> _What is expected_: Give back only the lines in the records below from the one with "use std::time::Duration;" to the one with "#[tokio::main]", both inclusive, word for word.

> _The input_:
use std::path::Path;
use std::sync::Arc;
use std::time::Duration;

use clap::Parser;
use tracing::{error, info, warn};
use tracing_subscriber::EnvFilter;

use fresco_cli::config::{Cli, Command, EngineArgs};
use fresco_cli::dev_ledger::{DevLedger, LedgerFile};
use fresco_cli::schedule::FileScheduleController;
use fresco_core::{DurableStore, HotStore};
use fresco_engine::{CanvasCodec, CycleOutcome, EngineConfig, SnapshotEngine};
use fresco_store::{FileDurableStore, FileHotStore, FileStoreConfig};

type Engine = SnapshotEngine<DevLedger, FileDurableStore, FileHotStore, FileScheduleController>;

#[tokio::main]
async fn main() -> anyhow::Result<()> {
    let cli = Cli::parse();

    tracing_subscriber::fmt()
        .with_env_filter(
            EnvFilter::try_from_default_env().unwrap_or_else(|_| EnvFilter::new(&cli.log_level)),
        )
        .init();

    tokio::fs::create_dir_all(&cli.data_dir).await?;

    match cli.command {
        Command::Init { width, height } => init(&cli.data_dir, width, height).await,
        Command::Run(args) => {
            let engine = build_engine(&cli.data_dir, args).await?;
            let outcome = engine.run_cycle().await?;
            report(&outcome);
            Ok(())
        }
        Command::Watch(args) => watch(&cli.data_dir, args).await,
        Command::History => history(&cli.data_dir).await,
    }
}

/// Seed the data directory: blank canvas snapshot in both stores, ledger
/// file pointing at it.
async fn init(data_dir: &Path, width: u32, height: u32) -> anyhow::Result<()> {
    if width == 0 || height == 0 {
        anyhow::bail!("canvas dimensions must be positive, got {width}x{height}");
    }
    let ledger_path = data_dir.join("ledger.json");
    if tokio::fs::try_exists(&ledger_path).await? {
        anyhow::bail!("ledger file {} already exists", ledger_path.display());
    }

    let durable = FileDurableStore::new(FileStoreConfig {
        base_dir: data_dir.join("durable"),
        ..FileStoreConfig::default()
    })
    .await?;
    let hot = FileHotStore::new(data_dir.join("hot")).await?;

    let codec = CanvasCodec::default();
    let blank = codec.blank_canvas(width, height);
    let bytes = codec.encode(&blank)?;

    let genesis_ref = durable.write(&bytes).await?;
    hot.write(&genesis_ref.hash_hex(), &bytes, "image/png")
        .await?;
    DevLedger::init(&ledger_path, genesis_ref).await?;

    info!(%genesis_ref, width, height, "Genesis snapshot published");
    println!("{genesis_ref}");
    Ok(())
}

async fn build_engine(data_dir: &Path, args: EngineArgs) -> anyhow::Result<Engine> {
    let config: EngineConfig = args.into_engine_config()?;

    let ledger = Arc::new(DevLedger::new(data_dir.join("ledger.json")));
    let durable = Arc::new(
        FileDurableStore::new(FileStoreConfig {
            base_dir: data_dir.join("durable"),
            ..FileStoreConfig::default()
        })
        .await?,
    );
    let hot = Arc::new(FileHotStore::new(data_dir.join("hot")).await?);
    let scheduler = Arc::new(FileScheduleController::new(data_dir.join("interval")));

    Ok(SnapshotEngine::new(ledger, durable, hot, scheduler, config))
}

/// Loop until interrupted, sleeping for the cadence-chosen interval
/// between cycles.
async fn watch(data_dir: &Path, args: EngineArgs) -> anyhow::Result<()> {
    let engine = build_engine(data_dir, args).await?;
    let scheduler = FileScheduleController::new(data_dir.join("interval"));
    let idle_minutes = engine.config().max_interval_minutes;

    loop {
        match engine.run_cycle().await {
            Ok(outcome) => report(&outcome),
            // Another writer won the conditional commit; a retry against
            // the same base would lose again.
            Err(e) if e.is_commit_rejected() => return Err(e.into()),
            Err(e) => error!(error = %e, "Cycle failed, retrying after the idle interval"),
        }

        let minutes = scheduler.current_interval(idle_minutes).await;
        info!(minutes, "Sleeping until the next cycle");
        tokio::select! {
            _ = tokio::time::sleep(Duration::from_secs(u64::from(minutes) * 60)) => {}
            _ = tokio::signal::ctrl_c() => {
                info!("Interrupted, shutting down");
                return Ok(());
            }
        }
    }
}

/// Dump the publication history as CSV, newest last.
async fn history(data_dir: &Path) -> anyhow::Result<()> {
    let file = LedgerFile::load(&data_dir.join("ledger.json")).await?;
    println!("kind,block,artifact");
    for event in &file.publications {
        let kind = match event.kind {
            fresco_core::PublicationKind::Snapshot => "snapshot",
            fresco_core::PublicationKind::Delta => "delta",
        };
        println!("{kind},{},{}", event.block, event.artifact_ref);
    }
    Ok(())
}

fn report(outcome: &CycleOutcome) {
    match outcome {
        CycleOutcome::TooFewBlocks => warn!("Chain shorter than the confirmation depth"),
        CycleOutcome::TooFewEvents { count } => {
            info!(count, "Not enough new color events to commit")
        }
        CycleOutcome::Committed { commits, deferred } => {
            for commit in commits {
                info!(
                    block = commit.new_block,
                    snapshot = %commit.snapshot_ref.short_hash(),
                    delta = %commit.delta_ref.short_hash(),
                    "Committed snapshot"
                );
            }
            if *deferred > 0 {
                info!(deferred, "Changes left for the next cycle");
            }
        }
    }
}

> _Answer to this problem_:
use std::time::Duration;

use clap::Parser;
use tracing::{error, info, warn};
use tracing_subscriber::EnvFilter;

use fresco_cli::config::{Cli, Command, EngineArgs};
use fresco_cli::dev_ledger::{DevLedger, LedgerFile};
use fresco_cli::schedule::FileScheduleController;
use fresco_core::{DurableStore, HotStore};
use fresco_engine::{CanvasCodec, CycleOutcome, EngineConfig, SnapshotEngine};
use fresco_store::{FileDurableStore, FileHotStore, FileStoreConfig};

type Engine = SnapshotEngine<DevLedger, FileDurableStore, FileHotStore, FileScheduleController>;

#[tokio::main]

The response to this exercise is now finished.